Retype the data exactly, leaving nothing out.

Stored records:
• • •
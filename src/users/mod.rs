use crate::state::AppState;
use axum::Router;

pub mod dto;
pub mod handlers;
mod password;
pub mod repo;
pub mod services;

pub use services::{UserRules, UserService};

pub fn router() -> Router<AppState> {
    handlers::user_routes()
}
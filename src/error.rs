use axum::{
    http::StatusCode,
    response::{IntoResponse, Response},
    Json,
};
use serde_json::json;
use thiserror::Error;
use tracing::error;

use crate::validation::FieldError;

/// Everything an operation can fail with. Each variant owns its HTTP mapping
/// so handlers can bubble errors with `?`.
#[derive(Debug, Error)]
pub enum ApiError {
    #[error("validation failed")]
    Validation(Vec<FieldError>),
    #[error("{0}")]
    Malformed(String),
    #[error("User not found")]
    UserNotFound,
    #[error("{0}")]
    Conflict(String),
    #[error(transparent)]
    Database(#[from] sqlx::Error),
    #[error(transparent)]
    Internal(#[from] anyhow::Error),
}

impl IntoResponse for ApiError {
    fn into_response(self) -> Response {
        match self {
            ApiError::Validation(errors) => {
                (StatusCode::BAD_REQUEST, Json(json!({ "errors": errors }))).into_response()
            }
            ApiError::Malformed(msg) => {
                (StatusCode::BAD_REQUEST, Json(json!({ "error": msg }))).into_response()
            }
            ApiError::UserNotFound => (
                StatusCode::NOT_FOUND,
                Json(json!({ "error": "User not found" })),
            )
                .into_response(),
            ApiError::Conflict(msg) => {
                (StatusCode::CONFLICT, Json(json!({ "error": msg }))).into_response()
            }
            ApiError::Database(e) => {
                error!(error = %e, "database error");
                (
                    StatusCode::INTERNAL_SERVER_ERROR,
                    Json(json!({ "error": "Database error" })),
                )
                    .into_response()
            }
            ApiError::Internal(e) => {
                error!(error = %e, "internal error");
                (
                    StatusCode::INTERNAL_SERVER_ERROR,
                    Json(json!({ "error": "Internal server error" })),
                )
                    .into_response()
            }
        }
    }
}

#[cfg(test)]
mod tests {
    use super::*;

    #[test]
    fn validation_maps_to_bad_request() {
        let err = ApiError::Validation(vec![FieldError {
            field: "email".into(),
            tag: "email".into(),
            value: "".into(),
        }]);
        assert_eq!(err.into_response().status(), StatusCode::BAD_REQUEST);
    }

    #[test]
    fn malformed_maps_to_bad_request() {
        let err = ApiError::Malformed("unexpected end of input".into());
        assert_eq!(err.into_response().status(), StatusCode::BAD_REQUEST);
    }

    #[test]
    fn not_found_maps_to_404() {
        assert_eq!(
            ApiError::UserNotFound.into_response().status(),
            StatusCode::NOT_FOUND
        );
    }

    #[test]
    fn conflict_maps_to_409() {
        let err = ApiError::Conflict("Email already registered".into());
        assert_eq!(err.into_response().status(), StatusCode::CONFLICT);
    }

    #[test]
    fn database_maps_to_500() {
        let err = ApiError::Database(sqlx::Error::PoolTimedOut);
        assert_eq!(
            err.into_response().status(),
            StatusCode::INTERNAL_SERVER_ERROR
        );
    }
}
• • •
▸ **SOLUTION**
filename src/users/mod.rs
use crate::state::AppState;
use axum::Router;

pub mod dto;
pub mod handlers;
mod password;
pub mod repo;
pub mod services;

pub use services::{UserRules, UserService};

pub fn router() -> Router<AppState> {
    handlers::user_routes()
}
filename src/error.rs
use axum::{
    http::StatusCode,
    response::{IntoResponse, Response},
    Json,
};
use serde_json::json;
use thiserror::Error;
use tracing::error;

use crate::validation::FieldError;

/// Everything an operation can fail with. Each variant owns its HTTP mapping
/// so handlers can bubble errors with `?`.
#[derive(Debug, Error)]
pub enum ApiError {
    #[error("validation failed")]
    Validation(Vec<FieldError>),
    #[error("{0}")]
    Malformed(String),
    #[error("User not found")]
    UserNotFound,
    #[error("{0}")]
    Conflict(String),
    #[error(transparent)]
    Database(#[from] sqlx::Error),
    #[error(transparent)]
    Internal(#[from] anyhow::Error),
}

impl IntoResponse for ApiError {
    fn into_response(self) -> Response {
        match self {
            ApiError::Validation(errors) => {
                (StatusCode::BAD_REQUEST, Json(json!({ "errors": errors }))).into_response()
            }
            ApiError::Malformed(msg) => {
                (StatusCode::BAD_REQUEST, Json(json!({ "error": msg }))).into_response()
            }
            ApiError::UserNotFound => (
                StatusCode::NOT_FOUND,
                Json(json!({ "error": "User not found" })),
            )
                .into_response(),
            ApiError::Conflict(msg) => {
                (StatusCode::CONFLICT, Json(json!({ "error": msg }))).into_response()
            }
            ApiError::Database(e) => {
                error!(error = %e, "database error");
                (
                    StatusCode::INTERNAL_SERVER_ERROR,
                    Json(json!({ "error": "Database error" })),
                )
                    .into_response()
            }
            ApiError::Internal(e) => {
                error!(error = %e, "internal error");
                (
                    StatusCode::INTERNAL_SERVER_ERROR,
                    Json(json!({ "error": "Internal server error" })),
                )
                    .into_response()
            }
        }
    }
}

#[cfg(test)]
mod tests {
    use super::*;

    #[test]
    fn validation_maps_to_bad_request() {
        let err = ApiError::Validation(vec![FieldError {
            field: "email".into(),
            tag: "email".into(),
            value: "".into(),
        }]);
        assert_eq!(err.into_response().status(), StatusCode::BAD_REQUEST);
    }

    #[test]
    fn malformed_maps_to_bad_request() {
        let err = ApiError::Malformed("unexpected end of input".into());
        assert_eq!(err.into_response().status(), StatusCode::BAD_REQUEST);
    }

    #[test]
    fn not_found_maps_to_404() {
        assert_eq!(
            ApiError::UserNotFound.into_response().status(),
            StatusCode::NOT_FOUND
        );
    }

    #[test]
    fn conflict_maps_to_409() {
        let err = ApiError::Conflict("Email already registered".into());
        assert_eq!(err.into_response().status(), StatusCode::CONFLICT);
    }

    #[test]
    fn database_maps_to_500() {
        let err = ApiError::Database(sqlx::Error::PoolTimedOut);
        assert_eq!(
            err.into_response().status(),
            StatusCode::INTERNAL_SERVER_ERROR
        );
    }
}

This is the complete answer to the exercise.